Now you have both models deployed in AI Platform. You are ready to call them using Cloud Functions.

Enriching your models with Cloud Functions

The next step is to update a few parameters in your Cloud Functions script before deploying the functions.

Updating model parameters

In order for Cloud Functions to call your models, you must update the Cloud Function script parameters to match your model's specifications. Define the following model constants in the functions/index.js script:

Model Constant Description
MDL_PROJECT_NAME The name of the project hosting your models.
RESOLUTION_TIME_MODEL_NAME The name of the model predicting the ticket resolution time. It is set when the model is deployed in Cloud Datalab.
PRIORITY_MODEL_NAME The name of the model that predicts the ticket priority.
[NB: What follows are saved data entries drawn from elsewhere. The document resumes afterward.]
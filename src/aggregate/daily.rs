//! Daily Aggregator
//!
//! Filters observations to one metric and an inclusive date range, buckets
//! them by calendar date and combines each bucket with the metric's policy.
//!
//! ```text
//! Observations → Filter(metric, range) → Group(date) → Combine(policy) → Rows
//! ```
//!
//! Days without observations produce no row.

use crate::aggregate::error::{AggregateError, AggregateResult};
use crate::catalog::{AggregationPolicy, MetricCatalog, SeriesField};
use crate::extract::Observation;
use chrono::NaiveDate;
use serde::Serialize;
use std::collections::BTreeMap;

/// Inclusive calendar date range
#[derive(Debug, Clone, Copy, PartialEq, Eq, Serialize)]
pub struct DateRange {
    pub start: NaiveDate,
    pub end: NaiveDate,
}

impl DateRange {
    /// Create a range, rejecting `start > end`
    pub fn new(start: NaiveDate, end: NaiveDate) -> AggregateResult<Self> {
        if start > end {
            return Err(AggregateError::InvalidRange { start, end });
        }
        Ok(Self { start, end })
    }

    /// Check if a date falls within this range (both bounds inclusive)
    pub fn contains(&self, date: NaiveDate) -> bool {
        date >= self.start && date <= self.end
    }
}

impl std::fmt::Display for DateRange {
    fn fmt(&self, f: &mut std::fmt::Formatter<'_>) -> std::fmt::Result {
        write!(f, "{}..={}", self.start, self.end)
    }
}

/// Values of one daily row, shaped by policy
#[derive(Debug, Clone, Copy, PartialEq, Serialize)]
#[serde(untagged)]
pub enum DailyValues {
    MeanMinMax { mean: f64, min: f64, max: f64 },
    Sum { sum: f64 },
    Mean { mean: f64 },
}

impl DailyValues {
    /// Combine one day's values under `policy`
    pub fn combine(policy: AggregationPolicy, values: &[f64]) -> Option<Self> {
        if values.is_empty() {
            return None;
        }

        let sum: f64 = values.iter().sum();
        let mean = sum / values.len() as f64;

        Some(match policy {
            AggregationPolicy::Mean => Self::Mean { mean },
            AggregationPolicy::Sum => Self::Sum { sum },
            AggregationPolicy::MeanMinMax => Self::MeanMinMax {
                mean,
                min: values.iter().cloned().fold(f64::INFINITY, f64::min),
                max: values.iter().cloned().fold(f64::NEG_INFINITY, f64::max),
            },
        })
    }

    /// Get a field, if this row carries it
    pub fn get(&self, field: SeriesField) -> Option<f64> {
        match (*self, field) {
            (Self::Mean { mean }, SeriesField::Mean) => Some(mean),
            (Self::Sum { sum }, SeriesField::Sum) => Some(sum),
            (Self::MeanMinMax { mean, .. }, SeriesField::Mean) => Some(mean),
            (Self::MeanMinMax { min, .. }, SeriesField::Min) => Some(min),
            (Self::MeanMinMax { max, .. }, SeriesField::Max) => Some(max),
            _ => None,
        }
    }
}

/// One calendar-date row for a single metric
#[derive(Debug, Clone, Copy, PartialEq, Serialize)]
pub struct DailyAggregate {
    pub date: NaiveDate,
    #[serde(flatten)]
    pub values: DailyValues,
}

impl DailyAggregate {
    /// Get a field by name
    pub fn get(&self, field: SeriesField) -> Option<f64> {
        self.values.get(field)
    }
}

/// Aggregated daily series for one metric
#[derive(Debug, Clone, Serialize)]
pub struct DailySeries {
    pub metric_id: String,
    pub category: String,
    pub policy: AggregationPolicy,
    pub range: DateRange,
    /// Rows ascending by date
    pub rows: Vec<DailyAggregate>,
}

impl DailySeries {
    /// Fields every row carries, in display order
    pub fn fields(&self) -> &'static [SeriesField] {
        self.policy.fields()
    }

    /// Number of days with data
    pub fn len(&self) -> usize {
        self.rows.len()
    }

    /// True when no observation matched; a displayable "no data" state
    pub fn is_empty(&self) -> bool {
        self.rows.is_empty()
    }
}

/// Aggregate one metric's observations into daily rows
///
/// Fails with [`AggregateError::InvalidRange`] before looking at any
/// observation if `start > end`. An empty result is not an error.
pub fn aggregate_daily(
    observations: &[Observation],
    metric_id: &str,
    policy: AggregationPolicy,
    start: NaiveDate,
    end: NaiveDate,
) -> AggregateResult<Vec<DailyAggregate>> {
    let range = DateRange::new(start, end)?;

    let mut groups: BTreeMap<NaiveDate, Vec<f64>> = BTreeMap::new();
    for obs in observations.iter().filter(|o| o.metric_id == metric_id) {
        let date = obs.date();
        if range.contains(date) {
            groups.entry(date).or_default().push(obs.value);
        }
    }

    // BTreeMap iteration is already ascending by date
    Ok(groups
        .into_iter()
        .filter_map(|(date, values)| {
            DailyValues::combine(policy, &values).map(|values| DailyAggregate { date, values })
        })
        .collect())
}

/// Aggregator resolving metric policies from a catalog
#[derive(Debug, Clone, Copy)]
pub struct DailyAggregator<'a> {
    catalog: &'a MetricCatalog,
}

impl<'a> DailyAggregator<'a> {
    /// Create an aggregator over `catalog`
    pub fn new(catalog: &'a MetricCatalog) -> Self {
        Self { catalog }
    }

    /// Build the daily series of `metric_id` within `[start, end]`
    pub fn aggregate(
        &self,
        observations: &[Observation],
        metric_id: &str,
        start: NaiveDate,
        end: NaiveDate,
    ) -> AggregateResult<DailySeries> {
        let range = DateRange::new(start, end)?;
        let policy = self.catalog.policy_of(metric_id)?;
        let category = self.catalog.category_of(metric_id)?.to_string();

        let rows = aggregate_daily(observations, metric_id, policy, start, end)?;

        tracing::debug!(
            metric = %metric_id,
            policy = %policy,
            range = %range,
            days = rows.len(),
            "Aggregated daily series"
        );

        Ok(DailySeries {
            metric_id: metric_id.to_string(),
            category,
            policy,
            range,
            rows,
        })
    }
}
It is set when the model is deployed in Cloud Datalab.
const RESOLUTION_TIME_MODEL_NAME = 'mdl_helpdesk_priority'; # Matches Notebook
const PRIORITY_MODEL_NAME = 'mdl_helpdesk_resolution_time'; # Matches Notebook

Updating authentication

AI Platform authentication is more complicated than Natural Language Processing API authentication. AI Platform authentication does not have a wrapper in GCP so it's necessary to enable code authentication using default credentials. AI Platform also requires full project scope.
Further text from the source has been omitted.